Die verführerischen Worthülsen der Politiker
Das Theater am Marienplatz zeigt im Oktober „Der Tribun“ von Mauricio Kagel.
Im Januar 2007 hat Pit Therre im Theater am Marienplatz (Tam) zuletzt Mauricio Kagels Hörspiel „Der Tribun — für einen politischen Redner, Marschklänge und Lautsprecher“ in einer szenischen Fassung gezeigt. Damals schrieb die WZ zur Aufführung, das Stück wirke „nicht mehr zeitgemäß“. Im Oktober steht das Stück mit Therre als Akteur wieder auf dem Spielplan des Tam, es erscheint aktueller denn je.
Kagels Stück ist ein sprachanalytischer Kommentar zur Sprache totalitärer politischer Führer. In unserer Zeit, in der der Typ des autoritär ausgerichteten Politikers wieder vermehrt auftaucht, gewinnt der Text erstaunlich an Wucht. Da ist es egal, ob man nach Polen, Ungarn oder in die USA schaut — und auch manch ein AfD-Redner könnte sich wiedererkennen.
Pit Therre gibt den Tribun. Er sitzt hinter einem von Lautsprechern flankierten Schreibtisch, auf der Arbeitsfläche befinden sich auch CD-Spieler. Beifall und Musik als Reaktionen auf seine Reden spielt er sich gleich selbst ein.

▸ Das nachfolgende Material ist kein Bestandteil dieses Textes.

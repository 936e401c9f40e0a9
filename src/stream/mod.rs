// Copyright (c) 2024-2025 Jesse Morgan / Morgan Forge
// SPDX-License-Identifier: AGPL-3.0-or-later

//! Playback streaming.
//!
//! For each play request the proxy first asks the cache for a completed
//! copy. On a hit the local file is served with range support and no
//! network call is made. On a miss the video (and, when prefetch is on, the
//! next one in its playlist) is handed to the download pipeline without
//! waiting, and the request is proxied live from the remote source.
//!
//! The proxy never writes to the cache directory.

pub mod range;

pub use range::{serve_file, ByteRange};

use std::io::ErrorKind;
use std::sync::Arc;

use axum::body::Body;
use axum::http::{header, StatusCode};
use axum::response::Response;

use crate::cache::CacheStore;
use crate::catalog::Catalog;
use crate::download::DownloadPipeline;
use crate::errors::{map_io_error, UserError};
use crate::remote::RemoteSource;
use crate::types::{MediaKind, VideoDescriptor};

/// Range requested upstream when the client sent none.
const DEFAULT_LIVE_RANGE: &str = "bytes=0-";

/// Cache-first video streamer.
#[derive(Clone)]
pub struct StreamProxy {
    store: Arc<CacheStore>,
    pipeline: DownloadPipeline,
    source: Arc<dyn RemoteSource>,
    catalog: Arc<dyn Catalog>,
    prefetch_next: bool,
}

impl StreamProxy {
    pub fn new(
        store: Arc<CacheStore>,
        pipeline: DownloadPipeline,
        source: Arc<dyn RemoteSource>,
        catalog: Arc<dyn Catalog>,
        prefetch_next: bool,
    ) -> Self {
        Self {
            store,
            pipeline,
            source,
            catalog,
            prefetch_next,
        }
    }

    pub fn store(&self) -> &Arc<CacheStore> {
        &self.store
    }

    pub fn pipeline(&self) -> &DownloadPipeline {
        &self.pipeline
    }

    pub fn catalog(&self) -> &Arc<dyn Catalog> {
        &self.catalog
    }

    pub fn source_kind(&self) -> &'static str {
        self.source.kind()
    }

    /// Serve `video`, honoring the client's `Range` header.
    pub async fn stream(&self, video: &VideoDescriptor, range: Option<&str>) -> Result<Response, UserError> {
        if let Some(path) = self.store.lookup(video.id) {
            let content_type = MediaKind::from_path(&path).content_type();
            match serve_file(&path, range, content_type).await {
                Ok(response) => {
                    tracing::debug!(video_id = %video.id, range = ?range, "Serving from cache");
                    return Ok(response);
                }
                // Evicted between lookup and open.
                Err(e) if e.kind() == ErrorKind::NotFound => {
                    tracing::debug!(video_id = %video.id, "Cached file vanished, streaming live");
                }
                Err(e) => return Err(map_io_error(&e)),
            }
        }

        self.schedule_caching(video);
        self.proxy_live(video, range).await
    }

    /// Submit `video` and its playlist successor to the pipeline. Never blocks.
    fn schedule_caching(&self, video: &VideoDescriptor) {
        self.pipeline.enqueue(video);
        if !self.prefetch_next {
            return;
        }

        let catalog = self.catalog.clone();
        let pipeline = self.pipeline.clone();
        let video_id = video.id;
        tokio::spawn(async move {
            match catalog.next_in_playlist(video_id).await {
                Ok(Some(next)) => {
                    if pipeline.enqueue(&next) {
                        tracing::debug!(video_id = %video_id, next_id = %next.id, "Prefetching next video");
                    }
                }
                Ok(None) => {}
                Err(e) => tracing::warn!(video_id = %video_id, "Next-video lookup failed: {:#}", e),
            }
        });
    }

    /// Pipe the upstream response straight to the client.
    async fn proxy_live(&self, video: &VideoDescriptor, range: Option<&str>) -> Result<Response, UserError> {
        let range = range.unwrap_or(DEFAULT_LIVE_RANGE);
        let upstream = self.source.open_file(&video.remote_ref, Some(range)).await?;

        let status = StatusCode::from_u16(upstream.status)
            .map_err(|_| UserError::bad_gateway(&format!("invalid upstream status {}", upstream.status)))?;
        if !status.is_success() && status != StatusCode::RANGE_NOT_SATISFIABLE {
            return Err(UserError::bad_gateway(&format!(
                "remote source answered HTTP {} for video {}",
                status.as_u16(),
                video.id
            )));
        }
        tracing::debug!(video_id = %video.id, status = status.as_u16(), range, "Streaming live");

        let content_type = upstream
            .content_type
            .unwrap_or_else(|| video.media_kind().content_type().to_string());
        let accept_ranges = upstream.accept_ranges.unwrap_or_else(|| "bytes".to_string());

        let mut builder = Response::builder()
            .status(status)
            .header(header::CONTENT_TYPE, content_type)
            .header(header::ACCEPT_RANGES, accept_ranges);
        if let Some(content_range) = upstream.content_range {
            builder = builder.header(header::CONTENT_RANGE, content_range);
        }
        if let Some(length) = upstream.content_length {
            builder = builder.header(header::CONTENT_LENGTH, length);
        }

        builder
            .body(Body::from_stream(upstream.body))
            .map_err(|e| UserError::internal_error(&format!("building live response: {}", e)))
    }
}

Seine Themen zieht er sich aus einem Karteikasten. Er räsoniert über „Freiheit“, „Volk“, „Grenzen“ und so weiter. Dabei entpuppt er sich schnell als Tyrann, der Worthülsen aneinanderreiht. Als Redner schafft er es, inhaltlich völlig unpräzise zu bleiben, gleichwohl aber Stimmung zu erzeugen und seine potentiellen Zuhörer verführerisch für sich einzunehmen.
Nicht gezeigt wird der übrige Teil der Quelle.